Write out the data below exactly, from its first line to the line containing "pub struct RenderCommand", that line included.

Data excerpts:
• • •

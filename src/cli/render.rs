use anyhow::{anyhow, Result};
use clap::Args;
use std::path::PathBuf;
use std::time::Duration;
use tracing::{debug, info};

use modl::config::{load_dialog_config, Settings};
use modl::dialog::{styles, DialogConfig, DialogEvent, Position};
use modl::runtime::DialogRuntime;
use modl::surface::{HeadlessDocument, LayoutMetrics};

/// Open a dialog on a headless document and print the resulting HTML
#[derive(Debug, Args)]
pub struct RenderCommand {
    /// Dialog configuration file (JSON, or YAML with a .yaml/.yml extension)
    pub config: Option<PathBuf>,

    /// Content markup, inserted verbatim
    #[arg(long)]
    pub content: Option<String>,

    /// Anchor position, e.g. center or top-left
    #[arg(short, long)]
    pub position: Option<Position>,

    /// Dialog width in pixels
    #[arg(short, long)]
    pub width: Option<u32>,

    /// Theme name
    #[arg(short, long)]
    pub theme: Option<String>,

    /// Extra class for the dialog element (repeatable)
    #[arg(long = "class")]
    pub classes: Vec<String>,

    /// Animation duration (milliseconds or e.g. "250ms")
    #[arg(long, value_parser = parse_duration_arg)]
    pub duration: Option<Duration>,

    /// Render without the close button
    #[arg(long)]
    pub no_close_button: bool,

    /// Do not close when the backdrop is clicked
    #[arg(long)]
    pub no_overlay: bool,

    /// Disable the open/close transition
    #[arg(long)]
    pub no_animation: bool,

    /// Viewport height of the headless document
    #[arg(long)]
    pub viewport_height: Option<f64>,

    /// Simulated rendered height of the dialog, for the anchoring check
    #[arg(long)]
    pub dialog_height: Option<f64>,

    /// Leave the dialog open instead of closing it after printing
    #[arg(long)]
    pub keep_open: bool,
}

impl RenderCommand {
    pub async fn execute(&self, settings: &Settings) -> Result<()> {
        debug!("Executing render command");

        let config = self.dialog_config(settings).await?;
        let viewport_height = self.viewport_height.unwrap_or(settings.viewport_height);
        if !viewport_height.is_finite() || viewport_height <= 0.0 {
            return Err(anyhow!("viewport height must be a positive number"));
        }

        let mut document = HeadlessDocument::new(viewport_height);
        if let Some(height) = self.dialog_height {
            document.set_class_metrics(styles::DIALOG_CLASS, LayoutMetrics::new(height));
        }

        let (mut runtime, handle) = DialogRuntime::new(document, settings.controller_settings());
        *runtime.themes_mut() = settings.theme_table();
        let mut events = runtime.subscribe();
        let task = runtime.spawn();

        handle.open(config).await?;
        let instance = handle
            .instance()
            .await?
            .ok_or_else(|| anyhow!("Dialog was not opened"))?;
        info!("Rendered {} ({})", instance.id, instance.state);

        println!("{}", handle.snapshot().await?);

        if !self.keep_open {
            handle.close().await?;
        }
        handle.shutdown()?;
        task.await?;

        while let Ok(event) = events.try_recv() {
            eprintln!("{}", describe(&event));
        }

        Ok(())
    }

    async fn dialog_config(&self, settings: &Settings) -> Result<DialogConfig> {
        let path = self.config.as_ref().or(settings.dialog.as_ref());
        let mut config = match path {
            Some(path) => load_dialog_config(path).await?,
            None => DialogConfig::default(),
        };

        if let Some(content) = &self.content {
            config = config.with_content(content.as_str());
        }
        if let Some(position) = self.position {
            config = config.with_position(position);
        }
        if let Some(width) = self.width {
            config = config.with_width(width);
        }
        if let Some(theme) = self.theme.as_ref().or(settings.theme.as_ref()) {
            config = config.with_theme(theme.as_str());
        }
        for class in &self.classes {
            config = config.with_class(class.as_str());
        }
        if let Some(duration) = self.duration {
            config.animation.duration = duration;
        }
        if self.no_close_button {
            config = config.close_button(false);
        }
        if self.no_overlay {
            config = config.overlay(false);
        }
        if self.no_animation {
            config = config.without_animation();
        }

        config.validate()?;
        Ok(config)
    }
}

fn parse_duration_arg(value: &str) -> Result<Duration, String> {
    modl::dialog::config::parse_duration(value)
}

/// One line per lifecycle event
fn describe(event: &DialogEvent) -> String {
    match event {
        DialogEvent::Building(id) => format!("{}: building", id),
        DialogEvent::Opened { instance, anchored } => {
            if *anchored {
                format!("{}: open (anchored)", instance)
            } else {
                format!("{}: open", instance)
            }
        }
        DialogEvent::Closing(id) => format!("{}: closing", id),
        DialogEvent::Disposed { instance, forced } => {
            if *forced {
                format!("{}: disposed by fallback timer", instance)
            } else {
                format!("{}: disposed", instance)
            }
        }
        DialogEvent::RequestDropped => "pending open request dropped".to_string(),
    }
}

• • •

TASK ANSWER:
filename src/cli/render.rs
use anyhow::{anyhow, Result};
use clap::Args;
use std::path::PathBuf;
use std::time::Duration;
use tracing::{debug, info};

use modl::config::{load_dialog_config, Settings};
use modl::dialog::{styles, DialogConfig, DialogEvent, Position};
use modl::runtime::DialogRuntime;
use modl::surface::{HeadlessDocument, LayoutMetrics};

/// Open a dialog on a headless document and print the resulting HTML
#[derive(Debug, Args)]
pub struct RenderCommand {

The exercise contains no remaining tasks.